Goal of the exercise: Repeat exactly the lines from the start of the entries below through the line containing "use async_trait::async_trait;". Omit the rest.

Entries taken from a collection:
//! Integration scenarios for the registration wizard, driven through the
//! public service facade the way the HTTP layer and the CLI use it.

mod common {
    use std::collections::BTreeSet;
    use std::sync::{Arc, Mutex};

    use async_trait::async_trait;
    use serde_json::json;

    use mentor_match::workflows::registration::submission::{
        MenteeRegistration, MentorRegistration,
    };
    use mentor_match::workflows::registration::{
        AuthError, AuthGateway, AvailabilitySlot, BasicInfoUpdate, ChoiceSet, Day, GeoPoint,
        GeocodeError, GeocodeGateway, MenteeProfileUpdate, MentorProfileUpdate,
        RegistrationError, RegistrationGateway, RegistrationPayload, RegistrationReceipt,
        RegistrationService, Role, SchedulingUpdate, SessionId, SessionRepository,
        SessionStoreError, SnapshotError, SnapshotSink, StateCode, TimeSlot, WizardSession,
    };

    pub(crate) use mentor_match::workflows::registration::enrichment::AddressQuery;

    #[derive(Default)]
    pub(crate) struct Sessions {
        records: Mutex<std::collections::HashMap<SessionId, WizardSession>>,
    }

    impl Sessions {
        pub(crate) fn contains(&self, id: &SessionId) -> bool {
            self.records.lock().expect("lock").contains_key(id)
        }
    }

    impl SessionRepository for Sessions {
        fn insert(&self, session: WizardSession) -> Result<(), SessionStoreError> {
            self.records
                .lock()
                .expect("lock")
                .insert(session.id.clone(), session);
            Ok(())
        }

        fn fetch(&self, id: &SessionId) -> Result<Option<WizardSession>, SessionStoreError> {
            Ok(self.records.lock().expect("lock").get(id).cloned())
        }

        fn update(&self, session: WizardSession) -> Result<(), SessionStoreError> {
            self.records
                .lock()
                .expect("lock")
                .insert(session.id.clone(), session);
            Ok(())
        }

        fn remove(&self, id: &SessionId) -> Result<(), SessionStoreError> {
            self.records.lock().expect("lock").remove(id);
            Ok(())
        }
    }

    pub(crate) struct Geocoder {
        pub(crate) answer: Result<GeoPoint, &'static str>,
    }

    #[async_trait]
    impl GeocodeGateway for Geocoder {
        async fn resolve(&self, _query: &AddressQuery) -> Result<GeoPoint, GeocodeError> {
            match self.answer {
                Ok(point) => Ok(point),
                Err("not-found") => Err(GeocodeError::NotFound),
                Err(reason) => Err(GeocodeError::Transport(reason.to_string())),
            }
        }
    }

    #[derive(Clone, Default)]
    pub(crate) struct Registrar {
        pub(crate) reject_with: Option<(u16, &'static str)>,
        pub(crate) seen: Arc<Mutex<Vec<RegistrationPayload>>>,
    }

    impl Registrar {
        fn answer(
            &self,
            payload: RegistrationPayload,
        ) -> Result<RegistrationReceipt, RegistrationError> {
            self.seen.lock().expect("lock").push(payload);
            match self.reject_with {
                Some((status, detail)) => Err(RegistrationError::Rejected {
                    status,
                    message: detail.to_string(),
                }),
                None => Ok(RegistrationReceipt {
                    status: 200,
                    body: json!({ "ok": true }),
                }),
            }
        }
    }

    #[async_trait]
    impl RegistrationGateway for Registrar {
        async fn register_mentor(
            &self,
            payload: &MentorRegistration,
        ) -> Result<RegistrationReceipt, RegistrationError> {
            self.answer(RegistrationPayload::Mentor(payload.clone()))
        }

        async fn register_mentee(
            &self,
            payload: &MenteeRegistration,
        ) -> Result<RegistrationReceipt, RegistrationError> {
            self.answer(RegistrationPayload::Mentee(payload.clone()))
        }
    }

    #[derive(Clone, Default)]
    pub(crate) struct Snapshots {
        pub(crate) docs: Arc<Mutex<Vec<(String, String)>>>,
    }

    impl SnapshotSink for Snapshots {
        fn persist(&self, filename: &str, contents: &str) -> Result<(), SnapshotError> {
            self.docs
                .lock()
                .expect("lock")
                .push((filename.to_string(), contents.to_string()));
            Ok(())
        }
    }

    #[derive(Clone, Default)]
    pub(crate) struct Auth {
        pub(crate) ended: Arc<Mutex<Vec<SessionId>>>,
    }

    impl AuthGateway for Auth {
        fn logout(&self, session: &SessionId) -> Result<(), AuthError> {
            self.ended.lock().expect("lock").push(session.clone());
            Ok(())
        }
    }

    pub(crate) struct World {
        pub(crate) service: RegistrationService<Sessions, Geocoder, Registrar>,
        pub(crate) sessions: Arc<Sessions>,
        pub(crate) registrar: Registrar,
        pub(crate) snapshots: Snapshots,
        pub(crate) auth: Auth,
    }

    pub(crate) fn world(
        geocode: Result<GeoPoint, &'static str>,
        reject_with: Option<(u16, &'static str)>,
    ) -> World {
        let sessions = Arc::new(Sessions::default());
        let registrar = Registrar {
            reject_with,
            seen: Arc::default(),
        };
        let snapshots = Snapshots::default();
        let auth = Auth::default();
        let service = RegistrationService::new(
            sessions.clone(),
            Arc::new(Geocoder { answer: geocode }),
            Arc::new(registrar.clone()),
            Box::new(snapshots.clone()),
            Box::new(auth.clone()),
        );
        World {
            service,
            sessions,
            registrar,
            snapshots,
            auth,
        }
    }

    pub(crate) fn des_moines() -> GeoPoint {
        GeoPoint {
            latitude: 41.5868,
            longitude: -93.625,
        }
    }

    pub(crate) fn basic(role: Role) -> BasicInfoUpdate {
        BasicInfoUpdate {
            email: "sam@example.org".to_string(),
            name: "Sam Okafor".to_string(),
            age_bracket: Some(5),
            phone_number: "515-555-0147".to_string(),
            address_line: "900 Keosauqua Way".to_string(),
            city: "Des Moines".to_string(),
            state: Some(StateCode::parse("IA").expect("valid state")),
            zipcode: "50309".to_string(),
            ethnicities: ChoiceSet::from_iter([4]),
            session_preferences: ChoiceSet::from_iter([2, 4]),
            ethnicity_preference: Some(2),
            gender_identities: ChoiceSet::from_iter([1]),
            gender_preference: Some(4),
            contact_methods: ChoiceSet::from_iter([1]),
            role: Some(role),
        }
    }

    pub(crate) fn mentor_page() -> MentorProfileUpdate {
        MentorProfileUpdate {
            professional_title: "Data Analyst".to_string(),
            current_employer: "Cornfield Analytics".to_string(),
            ..MentorProfileUpdate::default()
        }
    }

    pub(crate) fn mentee_page() -> MenteeProfileUpdate {
        MenteeProfileUpdate {
            grade: Some(6),
            reasons: ChoiceSet::from_iter([2]),
            interests: ChoiceSet::from_iter([3, 8]),
            interests_other: "Chess".to_string(),
            ..MenteeProfileUpdate::default()
        }
    }

    pub(crate) fn three_slots() -> SchedulingUpdate {
        let mut availability = BTreeSet::new();
        availability.insert(AvailabilitySlot::new(Day::Monday, TimeSlot::SevenToNineAm));
        availability.insert(AvailabilitySlot::new(Day::Thursday, TimeSlot::ThreeToFivePm));
        availability.insert(AvailabilitySlot::new(Day::Sunday, TimeSlot::SevenToNinePm));
        SchedulingUpdate {
            availability,
            unavailable_dates: String::new(),
        }
    }
}

mod scenarios {
    use super::common::*;
    use mentor_match::workflows::registration::{
        RegistrationPayload, Role, SelectionValue, StepId, StepUpdate,
    };

    #[tokio::test]
    async fn untouched_capacity_reaches_the_backend_as_one() {
        let world = world(Ok(des_moines()), None);
        let opened = world.service.open().expect("opens");
        let id = opened.session_id;

        world
            .service
            .advance(&id, StepUpdate::Basic(basic(Role::Mentor)))
            .await
            .expect("basic");
        world
            .service
            .advance(&id, StepUpdate::MentorProfile(mentor_page()))
            .await
            .expect("profile");
        world
            .service
            .submit(&id, three_slots())
            .await
            .expect("submits");

        let seen = world.registrar.seen.lock().expect("lock").clone();
        match seen.as_slice() {
            [RegistrationPayload::Mentor(mentor)] => {
                assert_eq!(mentor.willing_to_advise, 1);
                assert_eq!(mentor.contact.role, Role::Mentor);
            }
            other => panic!("expected one mentor payload, got {}", other.len()),
        }
        assert_eq!(world.auth.ended.lock().expect("lock").len(), 1);
        assert!(!world.sessions.contains(&id));
    }

    #[tokio::test]
    async fn the_other_interest_text_rides_along_with_the_ids() {
        let world = world(Ok(des_moines()), None);
        let opened = world.service.open().expect("opens");
        let id = opened.session_id;

        world
            .service
            .advance(&id, StepUpdate::Basic(basic(Role::Mentee)))
            .await
            .expect("basic");
        world
            .service
            .advance(&id, StepUpdate::MenteeProfile(mentee_page()))
            .await
            .expect("profile");
        world
            .service
            .submit(&id, three_slots())
            .await
            .expect("submits");

        let seen = world.registrar.seen.lock().expect("lock").clone();
        match seen.as_slice() {
            [RegistrationPayload::Mentee(mentee)] => {
                assert!(mentee
                    .interests
                    .contains(&SelectionValue::Text("Chess".to_string())));
                assert!(mentee.interests.contains(&SelectionValue::Id(3)));
            }
            _ => panic!("expected one mentee payload"),
        }
    }

    #[tokio::test]
    async fn zero_geocode_results_pin_the_wizard_to_the_first_page() {
        let world = world(Err("not-found"), None);
        let opened = world.service.open().expect("opens");
        let id = opened.session_id;

        let error = world
            .service
            .advance(&id, StepUpdate::Basic(basic(Role::Mentor)))
            .await
            .expect_err("blocked");
        assert_eq!(
            error.to_string(),
            "address could not be verified: address not found"
        );
        assert_eq!(
            world.service.progress(&id).expect("live").current_step,
            StepId::Basic
        );
    }

    #[tokio::test]
    async fn a_rejected_submission_keeps_the_session_and_its_snapshot() {
        let world = world(Ok(des_moines()), Some((422, "email already registered")));
        let opened = world.service.open().expect("opens");
        let id = opened.session_id;

        world
            .service
            .advance(&id, StepUpdate::Basic(basic(Role::Mentee)))
            .await
            .expect("basic");
        world
            .service
            .advance(&id, StepUpdate::MenteeProfile(mentee_page()))
            .await
            .expect("profile");

        let error = world
            .service
            .submit(&id, three_slots())
            .await
            .expect_err("rejected");
        assert_eq!(error.to_string(), "email already registered");

        let docs = world.snapshots.docs.lock().expect("lock").clone();
        assert_eq!(docs.len(), 1);
        assert_eq!(docs[0].0, "mentee_form_data.csv");
        assert!(docs[0].1.starts_with("\"email\""));
        assert!(world.auth.ended.lock().expect("lock").is_empty());
        assert!(world.sessions.contains(&id));
    }

    #[tokio::test]
    async fn the_snapshot_document_quotes_every_cell() {
        let world = world(Ok(des_moines()), None);
        let opened = world.service.open().expect("opens");
        let id = opened.session_id;

        let mut page = basic(Role::Mentee);
        page.name = "O\"Brien".to_string();
        world
            .service
            .advance(&id, StepUpdate::Basic(page))
            .await
            .expect("basic");
        world
            .service
            .advance(&id, StepUpdate::MenteeProfile(mentee_page()))
            .await
            .expect("profile");
        world
            .service
            .submit(&id, three_slots())
            .await
            .expect("submits");

        let docs = world.snapshots.docs.lock().expect("lock").clone();
        let data_row = docs[0].1.lines().nth(1).expect("data row").to_string();
        assert!(data_row.contains("\"O\"\"Brien\""));
        assert!(data_row.contains("\"3; 8; Chess\""));
        assert!(data_row
            .contains("\"Monday-7am to 9am; Thursday-3pm to 5pm; Sunday-7pm to 9pm\""));
    }
}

Solution to this exercise:
//! Integration scenarios for the registration wizard, driven through the
//! public service facade the way the HTTP layer and the CLI use it.

mod common {
    use std::collections::BTreeSet;
    use std::sync::{Arc, Mutex};

    use async_trait::async_trait;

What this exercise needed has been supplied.